• **WORK INSTRUCTIONS**:
Examine the records and identify each line that includes the string "filename". Copy those lines.

• **DATA EXCERPTS**:
★ ★ ★ ★ ★ ★ ★
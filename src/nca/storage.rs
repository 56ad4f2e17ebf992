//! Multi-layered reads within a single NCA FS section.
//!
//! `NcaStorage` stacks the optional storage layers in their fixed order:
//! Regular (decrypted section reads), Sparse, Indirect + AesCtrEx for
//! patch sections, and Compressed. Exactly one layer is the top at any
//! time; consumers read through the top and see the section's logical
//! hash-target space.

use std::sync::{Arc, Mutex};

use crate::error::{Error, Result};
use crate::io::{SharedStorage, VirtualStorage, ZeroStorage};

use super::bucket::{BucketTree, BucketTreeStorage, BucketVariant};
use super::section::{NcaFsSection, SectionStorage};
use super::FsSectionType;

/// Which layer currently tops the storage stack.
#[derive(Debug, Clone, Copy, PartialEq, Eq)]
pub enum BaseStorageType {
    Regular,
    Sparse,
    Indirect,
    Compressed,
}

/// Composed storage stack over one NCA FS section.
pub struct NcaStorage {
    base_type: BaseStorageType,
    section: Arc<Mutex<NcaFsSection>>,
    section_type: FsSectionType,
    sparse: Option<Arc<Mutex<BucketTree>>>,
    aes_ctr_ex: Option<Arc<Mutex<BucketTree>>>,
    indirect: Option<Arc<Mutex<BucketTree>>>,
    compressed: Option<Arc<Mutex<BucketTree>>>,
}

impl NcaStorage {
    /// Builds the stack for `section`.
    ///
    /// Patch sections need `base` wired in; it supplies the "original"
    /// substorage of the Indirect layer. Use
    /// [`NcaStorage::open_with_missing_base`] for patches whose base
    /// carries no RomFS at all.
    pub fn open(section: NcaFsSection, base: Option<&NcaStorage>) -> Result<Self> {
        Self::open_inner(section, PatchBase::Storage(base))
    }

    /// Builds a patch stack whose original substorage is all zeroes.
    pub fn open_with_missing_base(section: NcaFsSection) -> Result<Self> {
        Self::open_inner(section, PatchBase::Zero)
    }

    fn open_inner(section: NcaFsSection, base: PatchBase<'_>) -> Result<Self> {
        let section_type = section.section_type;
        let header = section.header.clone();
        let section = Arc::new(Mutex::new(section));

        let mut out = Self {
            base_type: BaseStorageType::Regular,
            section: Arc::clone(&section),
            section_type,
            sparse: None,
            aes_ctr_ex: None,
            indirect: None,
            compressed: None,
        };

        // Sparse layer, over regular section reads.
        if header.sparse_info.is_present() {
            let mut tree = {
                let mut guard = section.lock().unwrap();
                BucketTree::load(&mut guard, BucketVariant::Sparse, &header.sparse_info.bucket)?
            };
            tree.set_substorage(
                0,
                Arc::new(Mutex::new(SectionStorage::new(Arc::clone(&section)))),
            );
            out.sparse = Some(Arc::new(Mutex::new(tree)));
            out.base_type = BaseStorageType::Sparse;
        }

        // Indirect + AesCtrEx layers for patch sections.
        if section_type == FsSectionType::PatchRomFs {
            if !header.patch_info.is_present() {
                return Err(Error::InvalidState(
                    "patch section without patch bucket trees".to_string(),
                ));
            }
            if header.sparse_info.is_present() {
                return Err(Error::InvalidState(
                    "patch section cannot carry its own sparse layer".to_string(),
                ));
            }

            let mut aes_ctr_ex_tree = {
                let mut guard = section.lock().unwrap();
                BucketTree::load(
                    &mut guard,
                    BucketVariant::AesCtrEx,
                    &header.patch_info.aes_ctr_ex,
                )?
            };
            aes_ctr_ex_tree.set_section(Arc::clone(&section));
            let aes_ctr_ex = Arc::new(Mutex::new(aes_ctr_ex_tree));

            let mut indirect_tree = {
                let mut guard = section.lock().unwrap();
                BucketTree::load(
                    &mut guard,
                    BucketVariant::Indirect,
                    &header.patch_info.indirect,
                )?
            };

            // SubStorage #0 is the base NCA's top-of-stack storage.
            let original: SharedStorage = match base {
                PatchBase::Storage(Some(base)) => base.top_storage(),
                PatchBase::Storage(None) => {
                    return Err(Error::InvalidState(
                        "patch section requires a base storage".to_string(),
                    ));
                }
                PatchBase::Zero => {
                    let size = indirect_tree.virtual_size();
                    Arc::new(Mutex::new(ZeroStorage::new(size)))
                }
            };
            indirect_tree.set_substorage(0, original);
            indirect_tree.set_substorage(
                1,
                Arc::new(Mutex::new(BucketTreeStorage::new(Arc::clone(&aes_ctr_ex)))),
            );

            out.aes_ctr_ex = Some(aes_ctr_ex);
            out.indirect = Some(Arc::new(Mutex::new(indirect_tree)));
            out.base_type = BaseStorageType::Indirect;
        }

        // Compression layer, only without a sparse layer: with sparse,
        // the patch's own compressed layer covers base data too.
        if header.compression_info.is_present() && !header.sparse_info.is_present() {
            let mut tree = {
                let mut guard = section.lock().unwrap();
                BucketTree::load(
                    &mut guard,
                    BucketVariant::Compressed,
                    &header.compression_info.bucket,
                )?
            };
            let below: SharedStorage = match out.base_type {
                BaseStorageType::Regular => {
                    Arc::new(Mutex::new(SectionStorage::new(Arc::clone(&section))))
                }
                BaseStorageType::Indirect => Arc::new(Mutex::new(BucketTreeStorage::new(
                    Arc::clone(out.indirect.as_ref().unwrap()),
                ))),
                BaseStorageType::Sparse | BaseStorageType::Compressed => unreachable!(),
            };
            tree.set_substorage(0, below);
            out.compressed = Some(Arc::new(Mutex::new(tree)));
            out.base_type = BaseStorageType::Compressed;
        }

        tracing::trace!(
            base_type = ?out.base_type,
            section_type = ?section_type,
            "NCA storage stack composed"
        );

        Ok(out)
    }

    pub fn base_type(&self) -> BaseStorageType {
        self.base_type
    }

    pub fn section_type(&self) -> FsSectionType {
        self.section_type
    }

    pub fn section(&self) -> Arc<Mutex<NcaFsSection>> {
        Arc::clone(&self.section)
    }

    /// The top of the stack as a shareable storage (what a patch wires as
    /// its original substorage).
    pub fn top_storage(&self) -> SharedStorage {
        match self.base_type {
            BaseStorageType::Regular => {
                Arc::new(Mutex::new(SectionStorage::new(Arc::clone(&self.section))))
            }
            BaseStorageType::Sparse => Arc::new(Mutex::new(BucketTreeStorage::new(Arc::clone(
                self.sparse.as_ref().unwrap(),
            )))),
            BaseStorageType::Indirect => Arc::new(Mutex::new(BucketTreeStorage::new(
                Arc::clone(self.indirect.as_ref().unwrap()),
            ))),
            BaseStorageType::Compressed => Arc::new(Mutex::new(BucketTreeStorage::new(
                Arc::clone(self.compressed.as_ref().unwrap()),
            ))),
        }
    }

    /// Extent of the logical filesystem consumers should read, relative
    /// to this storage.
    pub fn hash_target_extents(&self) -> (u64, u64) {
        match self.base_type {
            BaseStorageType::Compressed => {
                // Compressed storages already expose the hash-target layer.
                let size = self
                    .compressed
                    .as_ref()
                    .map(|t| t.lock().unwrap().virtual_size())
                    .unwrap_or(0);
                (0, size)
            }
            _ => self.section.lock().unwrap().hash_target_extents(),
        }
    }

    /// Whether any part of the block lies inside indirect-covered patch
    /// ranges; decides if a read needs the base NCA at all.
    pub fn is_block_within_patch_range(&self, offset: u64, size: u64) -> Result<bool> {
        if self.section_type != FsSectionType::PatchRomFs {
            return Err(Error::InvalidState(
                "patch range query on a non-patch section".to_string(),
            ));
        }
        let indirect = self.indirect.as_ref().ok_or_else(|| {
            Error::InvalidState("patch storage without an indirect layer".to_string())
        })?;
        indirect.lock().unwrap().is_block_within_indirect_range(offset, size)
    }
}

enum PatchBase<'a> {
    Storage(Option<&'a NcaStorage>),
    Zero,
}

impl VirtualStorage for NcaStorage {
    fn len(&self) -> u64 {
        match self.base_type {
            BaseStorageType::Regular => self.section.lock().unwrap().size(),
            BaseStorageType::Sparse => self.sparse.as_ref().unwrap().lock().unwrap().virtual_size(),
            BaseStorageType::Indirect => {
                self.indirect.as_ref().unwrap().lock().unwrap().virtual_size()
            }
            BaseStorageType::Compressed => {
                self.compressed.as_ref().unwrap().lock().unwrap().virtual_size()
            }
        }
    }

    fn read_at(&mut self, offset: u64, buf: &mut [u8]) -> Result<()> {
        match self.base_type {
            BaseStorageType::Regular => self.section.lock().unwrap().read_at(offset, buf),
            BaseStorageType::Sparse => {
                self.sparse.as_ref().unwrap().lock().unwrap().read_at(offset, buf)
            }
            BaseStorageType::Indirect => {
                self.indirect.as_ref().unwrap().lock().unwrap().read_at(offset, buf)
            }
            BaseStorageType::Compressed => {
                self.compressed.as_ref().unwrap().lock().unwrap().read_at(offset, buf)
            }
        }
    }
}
★ ★ ★ ★ ★ ★ ★
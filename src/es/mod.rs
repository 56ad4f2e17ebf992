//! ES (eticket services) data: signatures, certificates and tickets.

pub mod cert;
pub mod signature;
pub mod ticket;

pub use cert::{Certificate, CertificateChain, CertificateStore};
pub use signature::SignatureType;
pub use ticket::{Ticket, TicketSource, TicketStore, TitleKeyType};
★ ★ ★ ★ ★ ★ ★
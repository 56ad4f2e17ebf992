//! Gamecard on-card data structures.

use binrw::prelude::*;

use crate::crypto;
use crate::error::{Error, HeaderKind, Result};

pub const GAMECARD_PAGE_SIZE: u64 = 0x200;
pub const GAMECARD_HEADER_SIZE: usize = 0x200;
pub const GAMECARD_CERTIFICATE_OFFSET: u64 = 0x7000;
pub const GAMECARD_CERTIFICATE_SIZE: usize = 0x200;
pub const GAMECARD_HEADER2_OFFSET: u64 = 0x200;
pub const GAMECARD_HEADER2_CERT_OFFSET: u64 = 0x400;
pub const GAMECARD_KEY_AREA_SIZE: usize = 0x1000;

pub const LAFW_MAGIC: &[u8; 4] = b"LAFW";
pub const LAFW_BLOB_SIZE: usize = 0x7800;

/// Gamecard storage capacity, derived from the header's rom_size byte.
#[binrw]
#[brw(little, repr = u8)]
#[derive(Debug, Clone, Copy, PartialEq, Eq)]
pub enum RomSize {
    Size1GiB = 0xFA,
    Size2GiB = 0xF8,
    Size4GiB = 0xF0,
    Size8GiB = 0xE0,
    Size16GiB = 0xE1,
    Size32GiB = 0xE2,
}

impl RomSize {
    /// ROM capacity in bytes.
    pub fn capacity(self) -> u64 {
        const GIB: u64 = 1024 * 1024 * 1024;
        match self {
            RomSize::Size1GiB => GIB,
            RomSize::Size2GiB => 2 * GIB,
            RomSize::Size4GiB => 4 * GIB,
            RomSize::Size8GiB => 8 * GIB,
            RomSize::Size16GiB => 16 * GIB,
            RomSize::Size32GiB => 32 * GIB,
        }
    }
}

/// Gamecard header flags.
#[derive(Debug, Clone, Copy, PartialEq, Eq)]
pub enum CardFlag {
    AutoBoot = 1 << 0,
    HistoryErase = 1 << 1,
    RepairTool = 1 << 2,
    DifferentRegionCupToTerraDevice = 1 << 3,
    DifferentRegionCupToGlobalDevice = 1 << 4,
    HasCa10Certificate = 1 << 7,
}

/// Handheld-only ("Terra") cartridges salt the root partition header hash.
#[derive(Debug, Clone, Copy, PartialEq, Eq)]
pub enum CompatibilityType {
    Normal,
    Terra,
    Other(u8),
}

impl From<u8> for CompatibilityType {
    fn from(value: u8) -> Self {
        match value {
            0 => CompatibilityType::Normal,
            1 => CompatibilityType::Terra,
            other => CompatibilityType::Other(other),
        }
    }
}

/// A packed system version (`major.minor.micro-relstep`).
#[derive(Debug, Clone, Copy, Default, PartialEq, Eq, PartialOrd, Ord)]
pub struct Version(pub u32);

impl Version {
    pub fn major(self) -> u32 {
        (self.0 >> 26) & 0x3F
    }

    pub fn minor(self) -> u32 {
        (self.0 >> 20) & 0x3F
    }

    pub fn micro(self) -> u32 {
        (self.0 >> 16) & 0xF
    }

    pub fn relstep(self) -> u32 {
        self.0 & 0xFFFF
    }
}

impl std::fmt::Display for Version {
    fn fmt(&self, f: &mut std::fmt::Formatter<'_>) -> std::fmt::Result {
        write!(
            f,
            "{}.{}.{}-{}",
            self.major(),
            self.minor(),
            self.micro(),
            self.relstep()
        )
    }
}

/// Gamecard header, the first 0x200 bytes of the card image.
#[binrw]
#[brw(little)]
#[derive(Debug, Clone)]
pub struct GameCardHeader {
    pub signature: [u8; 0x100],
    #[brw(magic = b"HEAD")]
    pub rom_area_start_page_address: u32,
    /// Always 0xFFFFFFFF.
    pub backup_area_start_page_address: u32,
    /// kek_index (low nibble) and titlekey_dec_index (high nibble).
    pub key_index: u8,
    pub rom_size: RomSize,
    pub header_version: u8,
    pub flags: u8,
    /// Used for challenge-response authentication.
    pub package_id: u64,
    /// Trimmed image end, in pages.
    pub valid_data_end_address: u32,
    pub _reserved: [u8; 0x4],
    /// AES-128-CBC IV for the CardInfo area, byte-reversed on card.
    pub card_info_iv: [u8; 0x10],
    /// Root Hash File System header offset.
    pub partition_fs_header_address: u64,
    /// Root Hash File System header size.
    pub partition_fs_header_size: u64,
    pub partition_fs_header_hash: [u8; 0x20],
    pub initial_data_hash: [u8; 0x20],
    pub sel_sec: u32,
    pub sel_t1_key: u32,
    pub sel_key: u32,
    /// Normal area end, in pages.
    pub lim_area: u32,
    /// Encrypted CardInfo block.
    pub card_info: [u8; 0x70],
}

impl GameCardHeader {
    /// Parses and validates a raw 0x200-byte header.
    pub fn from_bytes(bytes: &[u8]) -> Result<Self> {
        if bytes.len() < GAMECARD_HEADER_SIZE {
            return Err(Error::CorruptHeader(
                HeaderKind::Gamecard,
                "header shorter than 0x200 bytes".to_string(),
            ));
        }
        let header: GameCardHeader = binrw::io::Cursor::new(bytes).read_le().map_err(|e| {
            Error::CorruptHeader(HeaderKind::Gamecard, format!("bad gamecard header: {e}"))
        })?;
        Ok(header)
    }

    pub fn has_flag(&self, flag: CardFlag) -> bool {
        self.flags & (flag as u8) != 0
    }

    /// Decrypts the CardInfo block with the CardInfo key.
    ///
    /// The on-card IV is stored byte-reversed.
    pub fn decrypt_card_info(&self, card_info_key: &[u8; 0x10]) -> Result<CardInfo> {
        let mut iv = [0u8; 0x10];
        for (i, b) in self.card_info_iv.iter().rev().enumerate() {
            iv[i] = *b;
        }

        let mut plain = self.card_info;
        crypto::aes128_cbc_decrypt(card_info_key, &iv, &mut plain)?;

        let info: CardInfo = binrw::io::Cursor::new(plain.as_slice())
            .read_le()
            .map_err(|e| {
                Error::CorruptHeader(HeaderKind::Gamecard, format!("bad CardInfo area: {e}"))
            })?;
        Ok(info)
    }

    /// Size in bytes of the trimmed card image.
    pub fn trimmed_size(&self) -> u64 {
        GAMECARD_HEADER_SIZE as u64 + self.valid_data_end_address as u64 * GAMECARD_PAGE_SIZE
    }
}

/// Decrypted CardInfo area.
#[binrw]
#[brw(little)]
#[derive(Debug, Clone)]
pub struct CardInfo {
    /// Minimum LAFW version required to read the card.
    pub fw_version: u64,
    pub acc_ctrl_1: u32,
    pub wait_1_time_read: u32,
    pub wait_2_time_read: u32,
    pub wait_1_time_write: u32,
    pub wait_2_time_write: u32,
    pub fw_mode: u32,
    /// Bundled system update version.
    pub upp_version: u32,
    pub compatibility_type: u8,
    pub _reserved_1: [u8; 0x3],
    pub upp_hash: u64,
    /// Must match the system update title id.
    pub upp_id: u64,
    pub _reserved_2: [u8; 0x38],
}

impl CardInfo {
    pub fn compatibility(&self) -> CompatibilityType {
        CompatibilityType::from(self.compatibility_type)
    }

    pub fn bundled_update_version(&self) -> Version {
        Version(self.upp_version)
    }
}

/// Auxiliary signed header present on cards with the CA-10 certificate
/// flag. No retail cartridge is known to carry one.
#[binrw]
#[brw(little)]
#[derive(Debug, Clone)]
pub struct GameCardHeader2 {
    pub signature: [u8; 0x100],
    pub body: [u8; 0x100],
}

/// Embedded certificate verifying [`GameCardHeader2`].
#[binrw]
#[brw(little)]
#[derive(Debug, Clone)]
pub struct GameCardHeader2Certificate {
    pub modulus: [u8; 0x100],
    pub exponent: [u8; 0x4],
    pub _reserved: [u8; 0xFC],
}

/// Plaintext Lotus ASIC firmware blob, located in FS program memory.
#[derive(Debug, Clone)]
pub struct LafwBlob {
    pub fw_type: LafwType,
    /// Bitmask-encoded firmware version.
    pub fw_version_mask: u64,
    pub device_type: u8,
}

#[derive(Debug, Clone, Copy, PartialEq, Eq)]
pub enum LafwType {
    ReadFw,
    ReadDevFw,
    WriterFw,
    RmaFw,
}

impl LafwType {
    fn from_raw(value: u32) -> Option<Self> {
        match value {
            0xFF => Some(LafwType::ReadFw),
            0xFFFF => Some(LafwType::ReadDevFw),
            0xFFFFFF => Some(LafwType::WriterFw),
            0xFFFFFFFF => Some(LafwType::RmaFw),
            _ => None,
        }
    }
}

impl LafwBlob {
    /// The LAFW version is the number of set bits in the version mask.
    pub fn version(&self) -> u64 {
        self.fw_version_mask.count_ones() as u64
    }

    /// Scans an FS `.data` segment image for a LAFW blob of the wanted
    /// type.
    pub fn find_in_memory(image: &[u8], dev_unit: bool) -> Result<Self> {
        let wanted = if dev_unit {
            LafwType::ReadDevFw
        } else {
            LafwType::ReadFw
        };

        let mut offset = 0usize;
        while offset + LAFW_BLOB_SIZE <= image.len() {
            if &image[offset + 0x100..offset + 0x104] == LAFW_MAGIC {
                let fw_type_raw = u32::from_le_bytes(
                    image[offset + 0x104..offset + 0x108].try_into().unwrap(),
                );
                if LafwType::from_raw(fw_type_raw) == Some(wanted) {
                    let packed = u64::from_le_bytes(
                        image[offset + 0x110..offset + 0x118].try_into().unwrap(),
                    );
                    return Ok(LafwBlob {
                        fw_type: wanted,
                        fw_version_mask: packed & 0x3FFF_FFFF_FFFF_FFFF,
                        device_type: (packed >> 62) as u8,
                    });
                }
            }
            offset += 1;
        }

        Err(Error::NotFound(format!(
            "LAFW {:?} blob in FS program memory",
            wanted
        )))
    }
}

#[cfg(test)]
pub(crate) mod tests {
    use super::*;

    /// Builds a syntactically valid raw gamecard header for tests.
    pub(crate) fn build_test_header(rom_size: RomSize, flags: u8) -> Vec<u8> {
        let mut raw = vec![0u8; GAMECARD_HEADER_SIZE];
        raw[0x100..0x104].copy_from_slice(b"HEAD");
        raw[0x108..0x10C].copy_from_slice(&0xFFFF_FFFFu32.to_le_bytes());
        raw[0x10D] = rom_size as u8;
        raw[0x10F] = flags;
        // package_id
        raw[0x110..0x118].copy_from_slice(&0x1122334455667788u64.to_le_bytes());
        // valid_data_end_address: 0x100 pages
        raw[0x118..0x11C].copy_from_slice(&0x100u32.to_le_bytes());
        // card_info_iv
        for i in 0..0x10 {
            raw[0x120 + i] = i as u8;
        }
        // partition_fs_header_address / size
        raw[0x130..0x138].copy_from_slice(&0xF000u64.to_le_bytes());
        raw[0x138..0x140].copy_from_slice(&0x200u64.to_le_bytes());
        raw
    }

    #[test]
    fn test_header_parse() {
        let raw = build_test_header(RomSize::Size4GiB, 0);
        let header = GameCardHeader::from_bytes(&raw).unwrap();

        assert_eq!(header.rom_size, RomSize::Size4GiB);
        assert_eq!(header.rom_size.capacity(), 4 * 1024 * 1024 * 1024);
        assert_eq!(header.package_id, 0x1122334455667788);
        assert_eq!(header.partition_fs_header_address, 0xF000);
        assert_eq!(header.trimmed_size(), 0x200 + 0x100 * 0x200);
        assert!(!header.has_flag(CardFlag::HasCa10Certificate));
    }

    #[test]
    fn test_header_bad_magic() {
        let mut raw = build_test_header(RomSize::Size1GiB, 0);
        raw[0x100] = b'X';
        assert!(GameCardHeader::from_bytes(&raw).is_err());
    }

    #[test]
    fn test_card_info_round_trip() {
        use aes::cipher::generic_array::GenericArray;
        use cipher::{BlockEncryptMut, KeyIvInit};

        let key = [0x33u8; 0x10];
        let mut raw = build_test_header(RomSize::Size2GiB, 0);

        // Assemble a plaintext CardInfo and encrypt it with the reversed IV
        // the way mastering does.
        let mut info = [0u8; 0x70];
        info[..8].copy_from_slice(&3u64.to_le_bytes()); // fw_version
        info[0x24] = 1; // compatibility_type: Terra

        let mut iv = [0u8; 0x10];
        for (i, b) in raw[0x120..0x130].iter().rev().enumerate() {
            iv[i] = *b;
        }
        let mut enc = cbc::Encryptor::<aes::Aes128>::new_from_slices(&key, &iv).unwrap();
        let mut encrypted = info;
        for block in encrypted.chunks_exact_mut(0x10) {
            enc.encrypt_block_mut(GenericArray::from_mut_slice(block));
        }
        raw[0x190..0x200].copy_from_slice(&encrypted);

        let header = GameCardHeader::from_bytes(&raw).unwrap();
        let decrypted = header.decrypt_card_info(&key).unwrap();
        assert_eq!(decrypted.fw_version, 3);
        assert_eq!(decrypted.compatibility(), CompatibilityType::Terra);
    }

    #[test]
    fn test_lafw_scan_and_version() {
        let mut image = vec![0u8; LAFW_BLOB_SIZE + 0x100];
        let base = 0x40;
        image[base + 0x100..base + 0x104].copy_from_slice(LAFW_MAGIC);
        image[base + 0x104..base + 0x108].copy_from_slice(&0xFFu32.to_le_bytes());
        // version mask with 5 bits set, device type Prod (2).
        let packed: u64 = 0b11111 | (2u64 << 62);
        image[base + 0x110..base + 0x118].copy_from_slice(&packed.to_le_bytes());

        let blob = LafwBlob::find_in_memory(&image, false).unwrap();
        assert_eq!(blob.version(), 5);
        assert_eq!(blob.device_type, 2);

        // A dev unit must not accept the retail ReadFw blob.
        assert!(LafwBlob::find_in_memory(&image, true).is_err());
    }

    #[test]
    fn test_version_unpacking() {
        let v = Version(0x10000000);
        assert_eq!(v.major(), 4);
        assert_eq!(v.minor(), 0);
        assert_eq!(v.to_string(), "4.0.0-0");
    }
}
★ ★ ★ ★ ★ ★ ★
• **TASK OUTPUT**:
filename src/nca/storage.rs
filename src/es/mod.rs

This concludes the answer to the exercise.